М. Всю нашу компанию, и особенно Кабакова, можно рассматривать как своего рода Ливингстонов в Африке. Причем позиция эта совершенно очевидна. Еще очень давно, лет восемь назад, говоря о своих установках и своей культуре, о том, что ему нравится и к какой культуре он чувствует себя принадлежащим, он апеллировал исключительно к западной традиции – венской и пражским школам, к экзистенциалистам и т.п. И я думаю, что его мерцания, когда он влипает в эту местную «пустоту» и местную чувственность, – это лишь внешние, чисто пластические ходы. Что на самом деле он очень твердо осознает себя – там. А его выходы сюда, в эту местную идеологию, в этот местный быт – это именно такие путешествия. Он – Ливингстон, и это очень чувствуется, его отстраненность, и потом, когда мы собираемся в качестве географического кружка и рассматриваем его новые находки, новые отражения ситуации. Мне кажется, что наш кружок – филиал какого-то географического клуба, который находится – там, и который обслуживает такие журналы, как Flash Art и т.п. Это – центральный географический исследовательский клуб, а мы – такой вот небольшой филиал, который заброшен…
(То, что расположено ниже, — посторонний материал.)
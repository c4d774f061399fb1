// Licensed to the Apache Software Foundation (ASF) under one
// or more contributor license agreements.  See the NOTICE file
// distributed with this work for additional information
// regarding copyright ownership.  The ASF licenses this file
// to you under the Apache License, Version 2.0 (the
// "License"); you may not use this file except in compliance
// with the License.  You may obtain a copy of the License at
//
//   http://www.apache.org/licenses/LICENSE-2.0
//
// Unless required by applicable law or agreed to in writing,
// software distributed under the License is distributed on an
// "AS IS" BASIS, WITHOUT WARRANTIES OR CONDITIONS OF ANY
// KIND, either express or implied.  See the License for the
// specific language governing permissions and limitations
// under the License.

//! Domains: named sets summarized by their size and MinHash signature.
//!
//! A [`DomainRecord`] is what gets indexed. Its `size` is the cardinality of the underlying set;
//! it drives both partitioning and the false positive/negative model, and is never validated, so
//! a wrong size silently degrades search quality.
//!
//! # Binary format
//!
//! All integers are big-endian.
//!
//! ```text
//! [key length: 1, 2, 4 or 8 bytes][key bytes][size: u64][num_hash x u64 signature values]
//! ```
//!
//! The key length prefix is 4 bytes unless the caller picks another [`PrefixWidth`], and the key
//! bytes come from a caller-supplied encoder.
//!
//! [`PrefixWidth`]: crate::codec::PrefixWidth

mod record;
mod serialization;

pub use self::record::BySize;
pub use self::record::DomainRecord;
Б. Я это понимаю и могу с этим согласиться. Но – существенная сторона той мировоззренческой позиции, которую мы все разделяем, я надеюсь, состоит в том, что мы всегда провозглашали ценность человеческой личности, ценность индивидуума, личной свободы, художественной свободы, и система ценностей общества в той мере, в какой в нее не входит этот индивидуализм…
М. Абсолютно не входит.
Б. Именно поэтому так называемые интеллигентные люди в России более спокойно и комфортно чувствовали себя в западной среде и, более того, часто ловили себя на том, что чисто бытовые ситуации, описываемые в письмах друзей и знакомых уже оттуда, – они, эти ситуации, для тебя не парадоксальны и не новы. Они естественны, те положения и обстоятельства, причем самого разного уровня…
М. Это родное…
Б. Да, это нечто очень понятное и само собой разумеющееся. А наш собственный быт и образ жизни – нечто глубоко неприемлемое, чуждое, пугающее, чудовищное, отвратительное, «свинцовые мерзости» и т.п.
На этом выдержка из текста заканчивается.